# Bulk salt Mn



## B-Guard (Nov 27, 2007)

Looking for bulk salt Mn. even bagged cheap would be good, also what is the best size to run in a tailgate spreader. can anyone give me a ballpark figure on hourly rate for spreading salt/sand Thanks


----------



## Camden (Mar 10, 2007)

Seeing that you're in Becker I would probably say your best bet would be Central Landscape Supply in St. Cloud. They don't have bulk but they've got good prices on bagged. If you're willing to drive there's also US Salt in Burnsville which sells bulk.

Good luck


----------



## big acres (Nov 8, 2007)

*Salt*

Call Morton in St. Paul -yes the same morton as your table salt they deliver too. You need to be pricing at least $125 per ton applied up in Becker, more in the Cities. technically, you have a higher cost of goods with the increased transportation, but folks up there might not pay as much.


----------



## millsaps118 (Aug 13, 2006)

B-Guard... Welcome to PS. I get straight bulk salt from Bury and Carlson in Ramsey off 10& Ramsey Blvd. You can also get salt/sand if you need it. I'd post the address and ph# here but don't know if it's allowed (MODS ?????). 

Big Acres suggested 125/ton, that is what I was charging last year. I wouldn't recommend going any lower than that. Good luck.


----------



## Camden (Mar 10, 2007)

millsapps - How much are you paying per ton from that place in Ramsey? At the place I buy from I have to pay just under $50 and I have to pick it up myself. I was planning on using the same place again this year but if I can save some money I'm all for it.


----------



## millsaps118 (Aug 13, 2006)

Camden;440872 said:


> millsapps - How much are you paying per ton from that place in Ramsey?

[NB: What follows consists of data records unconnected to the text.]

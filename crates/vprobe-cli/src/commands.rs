//! Subcommand implementations.

use crate::output::{self, DiscoveryOutput, InstanceSummary, OutputFormat};
use anyhow::Context;
use std::path::Path;
use std::sync::Arc;
use tracing::{info, warn};
use vprobe_client::Client;
use vprobe_core::config::{DockerConfig, ProbeConfig};
use vprobe_core::handler::HandlerSettings;
use vprobe_core::QueryParams;
use vprobe_docker::DockerProvider;
use vprobe_local::LocalProvider;

/// Print version info.
pub fn version(short: bool) {
    if short {
        println!("{}", env!("CARGO_PKG_VERSION"));
    } else {
        println!(
            "vpp-probe {} ({})",
            env!("CARGO_PKG_VERSION"),
            env!("CARGO_PKG_NAME")
        );
    }
}

/// Merge the configuration file with command-line overrides.
pub async fn load_config(
    path: Option<&Path>,
    docker_host: Option<&str>,
    local: bool,
) -> anyhow::Result<ProbeConfig> {
    let mut config = match path {
        Some(path) => ProbeConfig::from_file(path)
            .await
            .with_context(|| format!("loading {}", path.display()))?,
        None => ProbeConfig::new(),
    };

    if let Some(host) = docker_host {
        let docker = match config.docker.take() {
            Some(existing) => DockerConfig::new(host)?
                .with_name(existing.name)
                .with_timeout(existing.request_timeout_secs),
            None => DockerConfig::new(host)?,
        };
        config = config.with_docker(docker);
    }
    if local {
        config = config.with_local(true);
    }

    if config.has_no_environment() {
        anyhow::bail!("No environment selected: pass --docker-host, --local or a config file");
    }
    Ok(config)
}

/// Where the Docker host setting came from.
#[derive(Debug, Clone, Copy, PartialEq, Eq)]
pub enum HostOrigin {
    /// Command-line flag or configuration file.
    Explicit,
    /// Inherited `DOCKER_HOST`.
    Environment,
}

/// Register one provider per configured environment.
///
/// A Docker host inherited from the environment that cannot be served is
/// skipped with a warning; an explicit one fails the setup.
pub fn build_client(config: &ProbeConfig, docker_origin: HostOrigin) -> anyhow::Result<Client> {
    let settings = HandlerSettings::from_config(config);
    let mut client = Client::new().with_probe_command(&config.probe_command);

    if let Some(docker) = &config.docker {
        match DockerProvider::from_config(docker, settings.clone()) {
            Ok(provider) => client.add_provider(Arc::new(provider))?,
            Err(err) if docker_origin == HostOrigin::Environment => {
                warn!(host = %docker.host, "skipping Docker provider from DOCKER_HOST: {err}");
            }
            Err(err) => {
                return Err(anyhow::Error::new(err)
                    .context(format!("setting up Docker provider for {}", docker.host)))
            }
        }
    }
    if config.local {
        client.add_provider(Arc::new(LocalProvider::new(settings)))?;
    }
    Ok(client)
}

/// Parse `KEY=VALUE[,KEY=VALUE...]` filter sets.
pub fn parse_filters(filters: &[String]) -> anyhow::Result<Vec<QueryParams>> {
    filters
        .iter()
        .map(|filter| {
            filter
                .parse::<QueryParams>()
                .with_context(|| format!("invalid filter `{filter}`"))
        })
        .collect()
}

/// Run discovery and print the instances found.
pub async fn discover(
    config: &ProbeConfig,
    filters: &[String],
    format: OutputFormat,
    docker_origin: HostOrigin,
) -> anyhow::Result<()> {
    let params = parse_filters(filters)?;
    let client = build_client(config, docker_origin)?;

    let result = client.discover_instances(&params).await;
    let instances = client.instances();
    if let Err(err) = result {
        if let Some(report) = client.last_report() {
            output::print_discovery(
                &DiscoveryOutput {
                    instances: Vec::new(),
                    report,
                },
                format,
            );
        }
        return Err(err.into());
    }

    let report = client.last_report().unwrap_or_default();
    info!(instances = instances.len(), "discovery complete");
    output::print_discovery(
        &DiscoveryOutput {
            instances: instances.iter().map(|i| InstanceSummary::from(i.as_ref())).collect(),
            report,
        },
        format,
    );

    client.close().await?;
    Ok(())
}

At the place I buy from I have to pay just under $50 and I have to pick it up myself. I was planning on using the same place again this year but if I can save some money I'm all for it.


Let me check my records, can't remember off hand.........


----------



## hydro_37 (Sep 10, 2006)

Bagged salt is on sale at Mills Fleet Farm for $5.59 for a 50lb bag. Sale runs till Dec. 1st
I am using a Western 1000 series sander and plan to just carry bags. Rate I heard was around $17-$20 a bag...spread. Hope this helps


----------



## big acres (Nov 8, 2007)

I'll try and post our Morton price tomorrow. You can often get a better price if you give them an honest estimate of how much you will likely use in the season. I think we burned 300ton last year. Also, SMITH WINTER PRODUCTS, north of Osseo on 81. he usually has 50-100 ton on hand and can fix your plow too.


----------



## millsaps118 (Aug 13, 2006)

Camden....I just PM'ed you.


----------



## big acres (Nov 8, 2007)

*Salt*

Morton was at $52 ton p/u and $60 ton delivered. We store up to 100 tons near the Blaine area and would can offer 24 hour loading for smaller trucks. It'll cost you a bit more than pre-ordering from the big companies, but may come back in spades with saved drive time depending on where you ran out of salt! PM me if you want to work something out.

As hydro mentioned, he paid $5.59 per 50 Lb at Mills -that is $240 per ton! Guess if you need it for a tailgate spreader you gotta pay it, but go bulk if at all possible.


----------



## hydro_37 (Sep 10, 2006)

big acres;441282 said:


> Morton was at $52 ton p/u and $60 ton delivered. We store up to 100 tons near the Blaine area and would can offer 24 hour loading for smaller trucks. It'll cost you a bit more than pre-ordering from the big companies, but may come back in spades with saved drive time depending on where you ran out of salt! PM me if you want to work something out.
> 
> As hydro mentioned, he paid $5.59 per 50 Lb at Mills -that is $240 per ton! Guess if you need it for a tailgate spreader you gotta pay it, but go bulk if at all possible.


Wish I could use bulk but I have no place to store it. Maybe by next year I will have more of an idea on how much salt I use in a season and also a place to store salt.


----------



## B-Guard (Nov 27, 2007)

*bulk salt reply*

Thank you everybody, for your valuable information Thanks again B-Guard


----------